Table 1.
Brief summary of studies investigating methods to reduce the systemic impact of professional mechanical plaque removal (PMPR).
| Authors | Study | Periodontitis Definition | Follow-up | Treatment(s) | Results |
|---|---|---|---|---|---|
| Graziani et al., 2015 [81] | Randomized clinical trial | Proximal attachment loss of ≥3 mm in ≥2 non-adjacent teeth (Tonetti & Claffey 2005), bleeding on probing on at least 25% of their total sites, and documented radiographic bone loss | 3 months | Full-mouth vs. quadrant scaling | Full-mouth PMPR resulted in significant increase of CRP, IL-6 or TNF-α compared to quadrant (conventional) PMPR |
| Keceli et al., 2020 [87] | Randomized placebo-controlled clinical trial | Periodontitis stage II–III (2017 World Workshop) | 6 months | PMPR + Folic acid (FA) + vs.

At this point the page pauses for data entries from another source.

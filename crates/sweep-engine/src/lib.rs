//! Sweep transfer orchestration.
//!
//! Sequences payload-decoded requests through the end-to-end batch-drain
//! workflow: dedup claim, balance and fee lookups through the bounded-retry
//! executor, draft construction, and signed broadcast, with per-item failure
//! isolation and optional pacing between items.

pub mod dedup;
pub mod orchestrator;
pub mod retry;

pub use dedup::DedupGuard;
pub use orchestrator::Orchestrator;
pub use retry::{run_with_retry, RetryExhausted, RetryPolicy};
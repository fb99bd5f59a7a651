use std::sync::Arc;

use chrono::Utc;
use tokio::time::sleep;

use sweep_core::{
    Amount, AmountPolicy, BatchId, BatchResult, CoreError, FailReason, Identity, SkipReason,
    SweepConfig, TransferOutcome, TransferRequest,
};
use sweep_ledger::{is_transient, AnchorToken, ILedgerClient, TransferDraft};

use crate::dedup::DedupGuard;
use crate::retry::{run_with_retry, RetryPolicy};

/// Memoized per-batch anchor: unset, or fetched with the recorded result.
/// The anchor is fetched at most once per batch — a failed fetch is not
/// retried for later items, and a stale anchor is never refreshed mid-batch.
type AnchorMemo = Option<Option<AnchorToken>>;

/// Sequences decoded transfer requests through the end-to-end batch-drain
/// workflow against one ledger client.
///
/// Items are processed strictly sequentially; each item's failure is
/// isolated into its own outcome and never aborts its siblings. The dedup
/// guard is shared across every batch handled by this process instance.
pub struct Orchestrator {
    ledger: Arc<dyn ILedgerClient>,
    dedup: Arc<DedupGuard>,
    config: SweepConfig,
    destination: Identity,
    policy: RetryPolicy,
}

impl Orchestrator {
    /// Build an orchestrator, validating the configured destination up front.
    pub fn new(
        ledger: Arc<dyn ILedgerClient>,
        dedup: Arc<DedupGuard>,
        config: SweepConfig,
    ) -> Result<Self, CoreError> {
        let destination = config.destination_identity()?;
        let policy = RetryPolicy::new(config.max_attempts, config.base_delay());
        Ok(Self {
            ledger,
            dedup,
            config,
            destination,
            policy,
        })
    }

    /// Drain one batch. The returned outcomes are index-aligned with the
    /// input requests, whatever happens to individual items.
    pub async fn run_batch(&self, requests: Vec<TransferRequest>) -> BatchResult {
        let batch_id = BatchId::new();
        tracing::info!(
            batch_id = %batch_id,
            requests = requests.len(),
            ledger = self.ledger.client_id(),
            "starting sweep batch"
        );

        let total = requests.len();
        let mut anchor: AnchorMemo = None;
        let mut outcomes = Vec::with_capacity(total);

        for (index, request) in requests.into_iter().enumerate() {
            let outcome = self.process_item(&batch_id, request, &mut anchor).await;
            let pace_after = !outcome.is_skipped() && index + 1 < total;
            outcomes.push(outcome);
            if pace_after {
                if let Some(pacing) = self.config.pacing() {
                    sleep(pacing).await;
                }
            }
        }

        let result = BatchResult::new(batch_id, outcomes);
        tracing::info!(
            batch_id = %batch_id,
            succeeded = result.succeeded_count(),
            failed = result.failed_count(),
            skipped = result.skipped_count(),
            moved = %result.total_moved(),
            "sweep batch complete"
        );
        result
    }

    /// Fetch the batch anchor on first use; afterwards replay the recorded
    /// result, successful or not.
    async fn batch_anchor(&self, batch_id: &BatchId, memo: &mut AnchorMemo) -> Option<AnchorToken> {
        match memo {
            Some(cached) => cached.clone(),
            None => {
                let fetched =
                    match run_with_retry(&self.policy, is_transient, || self.ledger.latest_anchor())
                        .await
                    {
                        Ok(anchor) => {
                            tracing::debug!(batch_id = %batch_id, anchor = %anchor, "fetched batch anchor");
                            Some(anchor)
                        }
                        Err(e) => {
                            tracing::warn!(
                                batch_id = %batch_id,
                                attempts = e.attempts,
                                error = %e.source,
                                "anchor fetch failed, items requiring it will fail"
                            );
                            None
                        }
                    };
                *memo = Some(fetched.clone());
                fetched
            }
        }
    }

    /// Drive one request through the per-item state machine. The first
    /// terminal state reached wins; the credential is dropped (and zeroized)
    /// when this returns.
    async fn process_item(
        &self,
        batch_id: &BatchId,
        request: TransferRequest,
        anchor: &mut AnchorMemo,
    ) -> TransferOutcome {
        let TransferRequest {
            credential,
            source_hint,
        } = request;

        let Some(credential) = credential else {
            return TransferOutcome::Skipped {
                source_hint,
                reason: SkipReason::MissingCredential,
            };
        };

        let identity = match credential.derive_identity() {
            Ok(identity) => identity,
            Err(CoreError::InvalidCredentialLength { actual, .. }) => {
                tracing::warn!(batch_id = %batch_id, hint = %source_hint, actual, "credential has invalid length");
                return TransferOutcome::Failed {
                    source_hint,
                    identity: None,
                    reason: FailReason::InvalidCredentialLength,
                };
            }
            Err(e) => {
                tracing::warn!(batch_id = %batch_id, hint = %source_hint, error = %e, "credential rejected");
                return TransferOutcome::Failed {
                    source_hint,
                    identity: None,
                    reason: FailReason::InvalidCredential,
                };
            }
        };

        if !self.dedup.try_claim(&identity) {
            tracing::info!(batch_id = %batch_id, identity = %identity, "identity already claimed, skipping");
            return TransferOutcome::Skipped {
                source_hint,
                reason: SkipReason::Duplicate,
            };
        }

        let Some(anchor) = self.batch_anchor(batch_id, anchor).await else {
            return TransferOutcome::Failed {
                source_hint,
                identity: Some(identity),
                reason: FailReason::AnchorUnavailable,
            };
        };

        let balance = match run_with_retry(&self.policy, is_transient, || {
            self.ledger.balance_of(&identity)
        })
        .await
        {
            Ok(balance) => balance,
            Err(e) => {
                tracing::warn!(
                    batch_id = %batch_id,
                    identity = %identity,
                    attempts = e.attempts,
                    error = %e.source,
                    "balance lookup failed"
                );
                return TransferOutcome::Failed {
                    source_hint,
                    identity: Some(identity),
                    reason: FailReason::BalanceLookup,
                };
            }
        };

        if balance < self.config.min_balance() {
            tracing::info!(batch_id = %batch_id, identity = %identity, balance = %balance, "balance below minimum");
            return TransferOutcome::Failed {
                source_hint,
                identity: Some(identity),
                reason: FailReason::InsufficientBalance,
            };
        }

        // The fee is estimated against a provisional draft carrying the full
        // balance; the final amount depends on the fee under the drain policy.
        let draft = TransferDraft::new(identity, self.destination, balance, anchor);
        let fee = match run_with_retry(&self.policy, is_transient, || {
            self.ledger.estimate_fee(&draft)
        })
        .await
        {
            Ok(fee) => fee,
            Err(e) => {
                tracing::warn!(
                    batch_id = %batch_id,
                    identity = %identity,
                    attempts = e.attempts,
                    error = %e.source,
                    fallback = %self.config.fallback_fee(),
                    "fee estimation failed, applying fallback fee"
                );
                self.config.fallback_fee()
            }
        };

        let Some(amount) = self.transfer_amount(balance, fee) else {
            tracing::info!(batch_id = %batch_id, identity = %identity, balance = %balance, fee = %fee, "balance cannot cover amount plus fee");
            return TransferOutcome::Failed {
                source_hint,
                identity: Some(identity),
                reason: FailReason::InsufficientForFee,
            };
        };
        let draft = draft.with_amount(amount);

        match run_with_retry(&self.policy, is_transient, || {
            self.ledger.sign_and_broadcast(&draft, &credential)
        })
        .await
        {
            Ok(confirmation) => {
                tracing::info!(
                    batch_id = %batch_id,
                    identity = %identity,
                    amount = %amount,
                    confirmation = %confirmation,
                    "transfer confirmed"
                );
                TransferOutcome::Succeeded {
                    source_hint,
                    identity,
                    confirmation,
                    amount_moved: amount,
                    confirmed_at: Utc::now(),
                }
            }
            Err(e) => {
                let reason = if e.source.is_stale_anchor() {
                    FailReason::StaleAnchor
                } else {
                    FailReason::Broadcast
                };
                tracing::warn!(
                    batch_id = %batch_id,
                    identity = %identity,
                    attempts = e.attempts,
                    error = %e.source,
                    "broadcast failed"
                );
                TransferOutcome::Failed {
                    source_hint,
                    identity: Some(identity),
                    reason,
                }
            }
        }
    }

    /// Amount to move under the configured policy, or `None` when the
    /// balance does not strictly cover it (exclusive boundary: a balance
    /// exactly equal to the fee is insufficient).
    fn transfer_amount(&self, balance: Amount, fee: Amount) -> Option<Amount> {
        match self.config.amount_policy {
            AmountPolicy::Drain => balance.checked_sub(fee).filter(|a| !a.is_zero()),
            AmountPolicy::Fixed { amount } => {
                let required = Amount(amount).checked_add(fee)?;
                (balance > required).then_some(Amount(amount))
            }
        }
    }
}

PMPR alone | FA group resulted in no significant change in homocysteine (Hcy) and CRP levels in GCF compared to placebo group |
| Zekonis et al., 2016 [88] | Prospective cohort study | PPD ≥ 6 mm on at least 2 teeth, and radiographic evidence of horizontal and vertical bone loss. | 1-, 2- and 3-years | PMPR + supragingival irrigations with 0.5% hydrogen peroxide | Plasma levels of high sensitivity CRP (hs-CRP) and white blood cell (WBC) count decreased significantly after 1 and 2 years, whereas at 3 years a less evident decrease was found |
| Lee et al., 2008 [89] | Prospective single-masked, split-mouth, crossover interventional study | At least five sites per quadrant with PPD ≥ 5 mm and radiographic evidence of alveolar bone loss. | Day 0 | PMPR (ultrasonic instrumentation) + 0.02% chlorhexidine (CHX) irrigations with sterile water | CHX irrigations did not have any influence on increasing levels of lipopolysaccharide (LPS) and IL-6 |
| Rasperini et al., 2019 [90] | Randomized clinical trial | at least two sites with PPD > 7 mm, bleeding on probing > 25% | Day 0, 1 month and 3 months | PMPR + macronutrient complex vs. PMPR + olive oil-filled capsules | No statistically significant differences were observed between groups in terms of salivary and serum MMP-8/-9 levels at any time point. CRP serum levels were reduced after 3 months in both groups, but not significantly |
| Graziani et al., 2019 [91] | Randomized clinical trial | AL of ≥3 mm in ≥2 non-adjacent teeth (Tonetti, Claffey, & European Workshop in Periodontology Group C, 2005), bleeding on probing on at least 25% of total sites and documented radiographic bone loss | 3 months | PMPR + EMD vs. PMPR | At 24 h significant increase of CRP, D-dimer and cystatin C in control group and, only increase in CRP and fibrinogen in EMD group. At 3 months, biomarkers levels significantly decreased and returned to baseline values in both groups, except for glucose that was significant lower in the EMD group |
PPD = probing pocket depth; AL = attachment loss; PMPR: professional mechanical plaque removal; CHX: chlorhexidine; EMD: Emdogain.